Washington, the capital of the great United States, is one of the finest cities in the Union. It is well laid out, has fine residential and business sections, and the Capitol itself occupies a commanding position. The city is the great political centre of the Republic and a swell social centre as well. It is a pleasant place to visit, especially if one has lots of friends like I have—the boys of the press gallery and some who are just ordinary, and a few who are not ordinary statesmen. Before the Civil war, it was an almost entirely southern city—but of course it is not now.
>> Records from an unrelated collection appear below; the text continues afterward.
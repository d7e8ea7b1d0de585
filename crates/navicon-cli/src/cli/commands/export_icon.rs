//! `navicon export-icon <id> <path>` – write a stored icon to disk.

use anyhow::{Context, Result};
use navicon_core::store::Store;
use std::path::Path;

pub async fn run_export_icon(store: &Store, id: i64, path: &Path) -> Result<()> {
    let icon = store
        .get_icon(id)
        .await?
        .ok_or_else(|| anyhow::anyhow!("no icon with id {id}"))?;
    tokio::fs::write(path, &icon.data)
        .await
        .with_context(|| format!("write {}", path.display()))?;
    println!(
        "Wrote icon {id} ({}, {} bytes) to {}",
        icon.mime_type,
        icon.data.len(),
        path.display()
    );
    Ok(())
}
//! Logging init: file under XDG state dir, or graceful fallback to stderr.

use anyhow::Result;
use std::fs;
use std::io;
use std::path::PathBuf;
use tracing_subscriber::fmt::writer::BoxMakeWriter;
use tracing_subscriber::fmt::MakeWriter;
use tracing_subscriber::EnvFilter;

const DEFAULT_FILTER: &str = "info,navicon=debug,navicon_core=debug";

/// Writer that is either a file or stderr (used when file clone fails).
enum FileOrStderr {
    File(std::fs::File),
    Stderr,
}

impl io::Write for FileOrStderr {
    fn write(&mut self, buf: &[u8]) -> io::Result<usize> {
        match self {
            FileOrStderr::File(f) => f.write(buf),
            FileOrStderr::Stderr => io::stderr().lock().write(buf),
        }
    }

    fn flush(&mut self) -> io::Result<()> {
        match self {
            FileOrStderr::File(f) => f.flush(),
            FileOrStderr::Stderr => io::stderr().lock().flush(),
        }
    }
}

fn env_filter() -> EnvFilter {
    EnvFilter::try_from_default_env().unwrap_or_else(|_| EnvFilter::new(DEFAULT_FILTER))
}

/// Initialize structured logging to `~/.local/state/navicon/navicon.log`.
/// On failure (e.g. log dir unwritable), returns Err so the caller can fall back to stderr.
pub fn init_logging() -> Result<()> {
    let xdg_dirs = xdg::BaseDirectories::with_prefix("navicon")?;
    let log_dir = xdg_dirs.get_state_home().join("navicon");

    fs::create_dir_all(&log_dir)?;
    let log_file_path: PathBuf = log_dir.join("navicon.log");

    let file = fs::OpenOptions::new()
        .create(true)
        .append(true)
        .open(&log_file_path)?;

    struct FileMakeWriter(std::fs::File);

    impl<'a> MakeWriter<'a> for FileMakeWriter {
        type Writer = FileOrStderr;

        fn make_writer(&'a self) -> Self::Writer {
            self.0
                .try_clone()
                .map(FileOrStderr::File)
                .unwrap_or(FileOrStderr::Stderr)
        }
    }

    let writer: BoxMakeWriter = BoxMakeWriter::new(FileMakeWriter(file));

    tracing_subscriber::fmt()
        .with_env_filter(env_filter())
        .with_writer(writer)
        .with_ansi(false)
        .try_init()
        .map_err(|e| anyhow::anyhow!("install tracing subscriber: {e}"))?;

    tracing::info!("navicon logging initialized at {}", log_file_path.display());

    Ok(())
}

/// Initialize logging to stderr only (no file). Use when init_logging() fails so the CLI doesn't crash.
pub fn init_logging_stderr() {
    let _ = tracing_subscriber::fmt()
        .with_env_filter(env_filter())
        .with_writer(std::io::stderr)
        .with_ansi(false)
        .try_init();
}
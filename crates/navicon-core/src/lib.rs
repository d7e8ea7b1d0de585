pub mod config;
pub mod logging;

pub mod batch;
pub mod checksum;
pub mod favicon;
pub mod http;
pub mod server;
pub mod store;
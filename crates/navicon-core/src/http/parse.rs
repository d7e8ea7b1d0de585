//! Parse HTTP response header lines into ResponseHeaders.

use super::ResponseHeaders;

/// Parse collected header lines into ResponseHeaders.
///
/// With redirects followed, curl reports the header block of every hop; a
/// status line (`HTTP/...`) starts a new block, so only the final response's
/// headers are kept.
pub(crate) fn parse_headers(lines: &[String]) -> ResponseHeaders {
    let mut fields: Vec<(String, String)> = Vec::new();

    for line in lines {
        let line = line.trim();
        if line.is_empty() {
            continue;
        }
        if line.starts_with("HTTP/") {
            fields.clear();
            continue;
        }
        if let Some((name, value)) = line.split_once(':') {
            fields.push((name.trim().to_ascii_lowercase(), value.trim().to_string()));
        }
    }

    ResponseHeaders { fields }
}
Under the big dome of the Capitol is a rotunda on whose walls are pictured historic scenes. One is of Pocahontas, where one of the figures has six fingers on the one hand, and in another work of art two girls are painted, and I’ll be hanged if one of them hasn’t got three arms—one hanging by her side and another around her companion’s waist and—the third around that young lady’s neck. Suppose the artist didn’t like the lay of the second arm and after painting the third forgot to remove the other. The artist’s error has never been corrected.

The dinners of the Gridiron Club at Washington were swell affairs, and the press men had as their guests some of the biggest men in the land. One time I was present. It was during the scandal when prominent people for obvious reasons were accused of paying big money to have their portraits published in the New York Town Topics. Elihu Root, perhaps the brainiest man in the United States political life of the time, but whose cast of countenance was the reverse of jovial, began a speech this way: “At the last Cabinet council (President Roosevelt quickly looked at him in surprise at his publicly mentioning the doings of a cabinet in private session) when you, Mr. President, and we considered (the President very uneasily twisted and turned in his chair) that is, we were considering the advisability (Mr. President looked daggers at him for daring to publicly repeat what was always considered confidential, but Mr. Root went unconcernedly on) the advisability of getting—of getting our pictures in Town Topics—”

The rest of the sentence was lost in the wild hilarious shouts that filled the room.

William H. Taft, afterwards President Taft, and a man of great humor, spoke at another gathering. He was then a member of the Roosevelt cabinet—and he claimed that his “rotundity of person was looming larger in the public eye than the President’s teeth.” and Teddy did have prominent molars.

I heard Mr. Harriman, the widely known railway magnate, try to make a speech, and, after a minute or so, get entirely lost, stick his hands in his pockets, and aimlessly wander around, vainly endeavoring to say something or other, which he couldn’t remember. He was a man of brains, but not of gab. Then Pierpont Morgan, able as he was, couldn’t make an after-dinner speech, for while he was long on money, he was short on language. But everybody was vociferously applauded all the same.